**PROBLEM DETAILS**
Search the records for the string "filename" and return each line that has it.

**EXTRACTED ENTRIES**
==================================================

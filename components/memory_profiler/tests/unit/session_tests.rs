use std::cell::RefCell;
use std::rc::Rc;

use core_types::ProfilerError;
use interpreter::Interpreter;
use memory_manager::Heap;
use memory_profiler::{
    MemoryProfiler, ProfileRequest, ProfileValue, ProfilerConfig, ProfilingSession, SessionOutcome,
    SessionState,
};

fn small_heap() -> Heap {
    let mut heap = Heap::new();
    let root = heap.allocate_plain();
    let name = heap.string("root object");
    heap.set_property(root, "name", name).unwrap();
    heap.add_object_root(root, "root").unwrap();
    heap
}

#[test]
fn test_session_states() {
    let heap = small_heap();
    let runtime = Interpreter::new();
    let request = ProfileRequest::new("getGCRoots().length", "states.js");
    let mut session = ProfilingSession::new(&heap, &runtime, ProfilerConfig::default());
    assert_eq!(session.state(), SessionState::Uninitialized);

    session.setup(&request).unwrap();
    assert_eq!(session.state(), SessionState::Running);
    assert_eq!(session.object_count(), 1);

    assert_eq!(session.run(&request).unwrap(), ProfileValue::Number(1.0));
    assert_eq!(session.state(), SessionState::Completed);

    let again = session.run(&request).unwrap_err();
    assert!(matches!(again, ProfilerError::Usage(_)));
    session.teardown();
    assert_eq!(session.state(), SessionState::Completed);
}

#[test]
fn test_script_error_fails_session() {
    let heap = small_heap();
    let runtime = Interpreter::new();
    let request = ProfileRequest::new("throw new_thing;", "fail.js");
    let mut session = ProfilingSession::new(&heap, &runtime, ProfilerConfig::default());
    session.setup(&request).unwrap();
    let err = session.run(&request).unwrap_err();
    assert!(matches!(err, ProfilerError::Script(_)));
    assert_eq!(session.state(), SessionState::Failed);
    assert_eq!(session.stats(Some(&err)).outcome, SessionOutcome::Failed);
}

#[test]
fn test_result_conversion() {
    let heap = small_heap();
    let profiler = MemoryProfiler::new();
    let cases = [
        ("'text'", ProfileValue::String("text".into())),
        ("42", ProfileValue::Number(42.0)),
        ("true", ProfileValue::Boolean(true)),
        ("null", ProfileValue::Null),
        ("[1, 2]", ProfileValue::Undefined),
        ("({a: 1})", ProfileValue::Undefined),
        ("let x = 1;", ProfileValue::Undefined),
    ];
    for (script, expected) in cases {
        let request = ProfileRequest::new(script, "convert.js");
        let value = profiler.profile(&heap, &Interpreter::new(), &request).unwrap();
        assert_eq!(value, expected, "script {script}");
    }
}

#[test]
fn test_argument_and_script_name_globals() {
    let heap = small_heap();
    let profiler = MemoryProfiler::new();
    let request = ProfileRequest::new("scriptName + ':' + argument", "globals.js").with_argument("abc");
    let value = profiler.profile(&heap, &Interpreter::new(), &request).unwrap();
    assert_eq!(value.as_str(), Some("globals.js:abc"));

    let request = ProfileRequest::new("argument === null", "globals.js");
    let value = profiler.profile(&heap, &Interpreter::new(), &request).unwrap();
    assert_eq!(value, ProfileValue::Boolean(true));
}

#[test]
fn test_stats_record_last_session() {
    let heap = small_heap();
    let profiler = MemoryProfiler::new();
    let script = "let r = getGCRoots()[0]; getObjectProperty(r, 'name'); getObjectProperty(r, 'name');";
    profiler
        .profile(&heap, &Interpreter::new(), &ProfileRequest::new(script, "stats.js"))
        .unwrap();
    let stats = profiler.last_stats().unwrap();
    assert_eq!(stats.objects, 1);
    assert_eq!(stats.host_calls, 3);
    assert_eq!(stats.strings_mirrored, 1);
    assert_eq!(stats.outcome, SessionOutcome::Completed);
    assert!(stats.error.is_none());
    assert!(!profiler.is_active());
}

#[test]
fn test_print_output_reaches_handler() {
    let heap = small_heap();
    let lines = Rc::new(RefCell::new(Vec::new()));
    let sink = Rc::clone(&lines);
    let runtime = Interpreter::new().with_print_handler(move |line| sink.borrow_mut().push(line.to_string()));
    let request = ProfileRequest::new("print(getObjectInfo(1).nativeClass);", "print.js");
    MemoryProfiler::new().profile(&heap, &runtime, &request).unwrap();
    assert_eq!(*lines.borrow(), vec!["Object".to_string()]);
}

==================================================

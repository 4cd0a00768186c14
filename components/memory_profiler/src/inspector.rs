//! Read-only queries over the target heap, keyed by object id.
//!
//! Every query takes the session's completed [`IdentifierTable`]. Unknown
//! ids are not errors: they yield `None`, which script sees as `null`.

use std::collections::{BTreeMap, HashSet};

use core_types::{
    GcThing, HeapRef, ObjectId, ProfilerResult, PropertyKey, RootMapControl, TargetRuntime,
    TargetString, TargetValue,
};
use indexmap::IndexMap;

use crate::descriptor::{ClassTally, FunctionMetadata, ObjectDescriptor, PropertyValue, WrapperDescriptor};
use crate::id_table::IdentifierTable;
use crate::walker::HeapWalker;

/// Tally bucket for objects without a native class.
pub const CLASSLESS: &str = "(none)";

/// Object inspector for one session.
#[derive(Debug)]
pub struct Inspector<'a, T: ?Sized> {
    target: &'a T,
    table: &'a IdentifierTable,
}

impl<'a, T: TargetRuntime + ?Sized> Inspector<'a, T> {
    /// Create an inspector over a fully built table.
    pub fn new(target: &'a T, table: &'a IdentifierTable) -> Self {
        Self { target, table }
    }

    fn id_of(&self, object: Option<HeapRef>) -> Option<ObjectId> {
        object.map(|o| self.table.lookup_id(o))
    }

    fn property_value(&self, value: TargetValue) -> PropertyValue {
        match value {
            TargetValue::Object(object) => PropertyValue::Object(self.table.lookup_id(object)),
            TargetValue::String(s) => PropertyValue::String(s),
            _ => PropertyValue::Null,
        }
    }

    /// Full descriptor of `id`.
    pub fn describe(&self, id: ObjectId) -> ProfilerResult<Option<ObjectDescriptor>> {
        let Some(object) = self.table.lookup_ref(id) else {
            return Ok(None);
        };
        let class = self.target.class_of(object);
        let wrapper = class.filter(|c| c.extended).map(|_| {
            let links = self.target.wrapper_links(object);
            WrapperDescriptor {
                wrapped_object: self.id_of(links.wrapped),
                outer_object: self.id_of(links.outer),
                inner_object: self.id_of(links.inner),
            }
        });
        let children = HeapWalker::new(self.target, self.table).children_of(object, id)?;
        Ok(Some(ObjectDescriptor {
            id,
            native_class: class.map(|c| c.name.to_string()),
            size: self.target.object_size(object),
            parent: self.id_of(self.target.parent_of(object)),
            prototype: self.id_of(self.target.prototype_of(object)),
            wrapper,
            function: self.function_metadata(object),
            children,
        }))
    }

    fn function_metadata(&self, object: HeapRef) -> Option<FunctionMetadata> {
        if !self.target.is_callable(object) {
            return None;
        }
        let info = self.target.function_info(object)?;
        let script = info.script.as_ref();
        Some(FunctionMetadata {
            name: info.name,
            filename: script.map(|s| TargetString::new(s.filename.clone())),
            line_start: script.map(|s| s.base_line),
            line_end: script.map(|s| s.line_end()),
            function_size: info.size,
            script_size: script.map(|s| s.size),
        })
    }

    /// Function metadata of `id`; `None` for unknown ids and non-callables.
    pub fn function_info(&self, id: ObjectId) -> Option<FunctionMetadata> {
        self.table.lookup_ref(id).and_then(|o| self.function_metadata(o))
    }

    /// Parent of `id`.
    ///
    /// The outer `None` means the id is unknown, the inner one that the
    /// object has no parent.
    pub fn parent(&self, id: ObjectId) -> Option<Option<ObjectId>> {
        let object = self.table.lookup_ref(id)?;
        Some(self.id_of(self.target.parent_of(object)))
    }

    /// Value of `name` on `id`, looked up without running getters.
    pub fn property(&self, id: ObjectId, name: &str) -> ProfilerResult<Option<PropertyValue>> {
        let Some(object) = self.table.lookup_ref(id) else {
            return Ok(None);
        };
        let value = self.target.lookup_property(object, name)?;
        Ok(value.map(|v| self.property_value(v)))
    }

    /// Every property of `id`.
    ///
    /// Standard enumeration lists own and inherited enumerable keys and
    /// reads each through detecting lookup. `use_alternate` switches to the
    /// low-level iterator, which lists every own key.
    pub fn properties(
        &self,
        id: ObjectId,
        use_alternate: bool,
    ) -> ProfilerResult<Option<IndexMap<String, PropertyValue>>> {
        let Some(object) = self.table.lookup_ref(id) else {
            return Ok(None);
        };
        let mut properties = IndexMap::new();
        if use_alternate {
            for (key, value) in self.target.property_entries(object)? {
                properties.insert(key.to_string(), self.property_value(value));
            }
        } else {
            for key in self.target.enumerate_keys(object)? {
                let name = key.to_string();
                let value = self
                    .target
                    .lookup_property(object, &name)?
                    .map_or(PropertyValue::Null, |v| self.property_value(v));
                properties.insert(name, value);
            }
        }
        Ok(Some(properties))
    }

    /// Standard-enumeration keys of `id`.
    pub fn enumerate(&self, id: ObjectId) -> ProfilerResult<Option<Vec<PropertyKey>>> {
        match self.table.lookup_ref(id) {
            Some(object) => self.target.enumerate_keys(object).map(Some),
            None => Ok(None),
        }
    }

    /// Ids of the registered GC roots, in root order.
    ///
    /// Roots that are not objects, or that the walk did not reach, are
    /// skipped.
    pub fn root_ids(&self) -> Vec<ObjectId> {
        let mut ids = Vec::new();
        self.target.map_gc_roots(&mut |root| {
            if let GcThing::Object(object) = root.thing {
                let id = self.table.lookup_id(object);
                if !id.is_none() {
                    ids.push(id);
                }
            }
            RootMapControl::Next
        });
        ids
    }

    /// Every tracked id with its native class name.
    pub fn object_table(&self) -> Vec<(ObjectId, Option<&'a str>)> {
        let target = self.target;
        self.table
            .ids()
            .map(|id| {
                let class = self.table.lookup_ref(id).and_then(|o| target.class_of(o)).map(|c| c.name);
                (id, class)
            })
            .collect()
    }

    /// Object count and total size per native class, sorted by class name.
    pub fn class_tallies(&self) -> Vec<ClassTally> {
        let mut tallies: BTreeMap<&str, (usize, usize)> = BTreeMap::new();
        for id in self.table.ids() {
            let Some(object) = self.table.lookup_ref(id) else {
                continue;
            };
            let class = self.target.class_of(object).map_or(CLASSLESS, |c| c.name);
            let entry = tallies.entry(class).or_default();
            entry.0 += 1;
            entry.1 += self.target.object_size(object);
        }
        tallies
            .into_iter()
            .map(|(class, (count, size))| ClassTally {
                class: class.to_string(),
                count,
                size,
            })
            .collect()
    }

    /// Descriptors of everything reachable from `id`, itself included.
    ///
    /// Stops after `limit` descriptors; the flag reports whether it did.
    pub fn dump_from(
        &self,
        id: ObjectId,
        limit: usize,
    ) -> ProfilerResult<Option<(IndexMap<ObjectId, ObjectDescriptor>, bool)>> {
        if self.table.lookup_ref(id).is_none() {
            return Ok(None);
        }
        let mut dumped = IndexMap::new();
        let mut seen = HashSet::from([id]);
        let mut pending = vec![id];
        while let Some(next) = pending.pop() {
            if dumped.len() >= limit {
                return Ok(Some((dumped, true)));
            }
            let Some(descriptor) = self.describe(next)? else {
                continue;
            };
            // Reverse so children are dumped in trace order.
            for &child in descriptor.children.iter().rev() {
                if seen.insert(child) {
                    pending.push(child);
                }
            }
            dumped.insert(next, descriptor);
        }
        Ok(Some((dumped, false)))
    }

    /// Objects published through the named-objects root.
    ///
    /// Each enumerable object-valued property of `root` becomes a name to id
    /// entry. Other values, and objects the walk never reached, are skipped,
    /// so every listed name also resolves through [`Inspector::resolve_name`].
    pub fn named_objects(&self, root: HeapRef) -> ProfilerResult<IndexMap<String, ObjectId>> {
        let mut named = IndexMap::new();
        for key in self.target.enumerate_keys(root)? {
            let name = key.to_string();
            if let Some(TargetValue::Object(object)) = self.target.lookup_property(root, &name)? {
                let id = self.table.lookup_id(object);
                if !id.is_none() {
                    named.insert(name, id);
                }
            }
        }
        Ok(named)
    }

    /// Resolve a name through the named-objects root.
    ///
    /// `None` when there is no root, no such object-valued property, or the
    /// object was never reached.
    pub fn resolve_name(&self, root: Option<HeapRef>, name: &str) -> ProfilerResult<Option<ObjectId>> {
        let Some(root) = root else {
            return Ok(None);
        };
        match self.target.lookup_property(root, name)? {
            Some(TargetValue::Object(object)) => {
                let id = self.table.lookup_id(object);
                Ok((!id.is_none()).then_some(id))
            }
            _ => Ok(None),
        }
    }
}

==================================================

**RESPONSE TO THIS EXERCISE**
filename components/memory_profiler/tests/unit/session_tests.rs
filename components/memory_profiler/src/inspector.rs
            filename: script.map(|s| TargetString::new(s.filename.clone())),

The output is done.